I’d said the wrong thing lots of times before.

And done the wrong thing, too.

I’d walked out on her once—a long time back, but not too long for either of us to forget.

I had an awful sense of the fragility of life, how quickly and easily the good parts can slip between your fingers, gone before you’ve even noticed, and I teetered there, trapped in my own unease.

Then she looked up, and she saw me.

And she gave a big, big grin.

“Hey!”

I ran over. I dropped my bag. I threw my arms around her, felt the muscles moving in her back, and she hugged me like she was trying to squeeze the life out of me.

“I missed you. Riff missed you too.”

Riff was her pet pit bull, a grown dog with delusions of puppyhood.

“He gave me a message for you,” and she pulled back, just a moment, and I could see the mischief in her eye.

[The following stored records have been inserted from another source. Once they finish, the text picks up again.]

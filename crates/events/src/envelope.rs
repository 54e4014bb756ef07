use serde::{Deserialize, Serialize};
use uuid::Uuid;

use courierflow_core::OrderId;

/// Envelope for an order event, containing stream metadata.
///
/// Notes:
/// - `sequence_number` is the order's version after the change, so it is
///   monotonically increasing per order.
/// - `event_id` is unique per committed change; consumers dedupe on it.
#[derive(Debug, Clone, PartialEq, Eq, Serialize, Deserialize)]
pub struct EventEnvelope<E> {
    event_id: Uuid,
    order_id: OrderId,
    sequence_number: u64,
    payload: E,
}

impl<E> EventEnvelope<E> {
    pub fn new(event_id: Uuid, order_id: OrderId, sequence_number: u64, payload: E) -> Self {
        Self {
            event_id,
            order_id,
            sequence_number,
            payload,
        }
    }

    pub fn event_id(&self) -> Uuid {
        self.event_id
    }

    pub fn order_id(&self) -> OrderId {
        self.order_id
    }

    pub fn sequence_number(&self) -> u64 {
        self.sequence_number
    }

    pub fn payload(&self) -> &E {
        &self.payload
    }

    pub fn into_payload(self) -> E {
        self.payload
    }
}
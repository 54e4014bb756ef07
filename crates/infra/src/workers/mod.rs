//! Background workers.

pub mod projection_worker;

pub use projection_worker::{ProjectionWorker, WorkerHandle};
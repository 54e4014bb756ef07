use chrono::Utc;
use tracing::{info, instrument, warn};

use courierflow_auth::{Principal, Role};
use courierflow_core::{AggregateRoot, DomainError, OrderId};
use courierflow_events::{EventBus, EventEnvelope};
use courierflow_orders::{
    transition, NewOrder, Order, OrderEvent, OrderEventKind, StatusHistory, TargetStatus,
};

use super::{DispatchError, OrderEngine};
use crate::store::OrderStore;

impl<S, B> OrderEngine<S, B>
where
    S: OrderStore,
    B: EventBus<EventEnvelope<OrderEvent>>,
{
    /// Buyer checkout. When a biometric verifier is configured the buyer must
    /// present a matching descriptor.
    #[instrument(skip(self, new, descriptor), fields(buyer = %buyer.actor_id))]
    pub async fn create_order(
        &self,
        buyer: &Principal,
        new: NewOrder,
        descriptor: Option<&[f32]>,
    ) -> Result<Order, DispatchError> {
        if buyer.role != Role::Buyer {
            return Err(DispatchError::Forbidden("only buyers place orders".to_string()));
        }

        if let Some(verifier) = &self.biometric {
            let descriptor = descriptor
                .filter(|d| !d.is_empty())
                .ok_or_else(|| DomainError::validation("a biometric descriptor is required at checkout"))?;
            let verification = verifier.verify(buyer.actor_id, descriptor).await?;
            if !verification.is_match {
                warn!("biometric verification did not match");
                return Err(DispatchError::Forbidden(
                    "biometric verification failed".to_string(),
                ));
            }
        }

        let order = Order::place(OrderId::new(), new, buyer, Utc::now())?;
        self.store.insert_order(order.clone())?;

        info!(
            order = %order.order_number(),
            merchant = %order.merchant_id(),
            total = order.total_amount(),
            "order created"
        );
        let event = OrderEvent::for_order(
            OrderEventKind::Created,
            &order,
            None,
            *buyer,
            order.created_at(),
        );
        self.emit(event, order.version());
        Ok(order)
    }

    /// Request a status change on either track.
    #[instrument(skip(self), fields(actor = %actor))]
    pub fn transition(
        &self,
        actor: &Principal,
        order_id: OrderId,
        target: TargetStatus,
    ) -> Result<Order, DispatchError> {
        self.execute(order_id, actor, |order| {
            transition(order, target, actor, Utc::now())
        })
    }

    pub fn get_order(&self, principal: &Principal, order_id: OrderId) -> Result<Order, DispatchError> {
        self.load_visible(principal, order_id)
    }

    pub fn history(
        &self,
        principal: &Principal,
        order_id: OrderId,
    ) -> Result<StatusHistory, DispatchError> {
        Ok(self.load_visible(principal, order_id)?.status_history().clone())
    }
}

Then she stuck her tongue out and she licked me on the nose.



“Is it as bad as everybody says?”

“Detroit? Depends.” She pulled the car out of the parking lot. She wore shades and the cap and little gold studs shone in her ears. I had the coolest-looking chauffeur in America. “Depends on where you are. Who you are. Some’s worse, some’s better.” She spun the wheel. “Years since I was last there.”

“Didn’t inspire you musically?”

“Ha.” She hit a rhythm on the wheel with her hand. “Baby lo-ove, my baby love . . .”

She was very precise, very classical. I said, “You need to make it breathy. And, like, slur your notes more. Yeah?”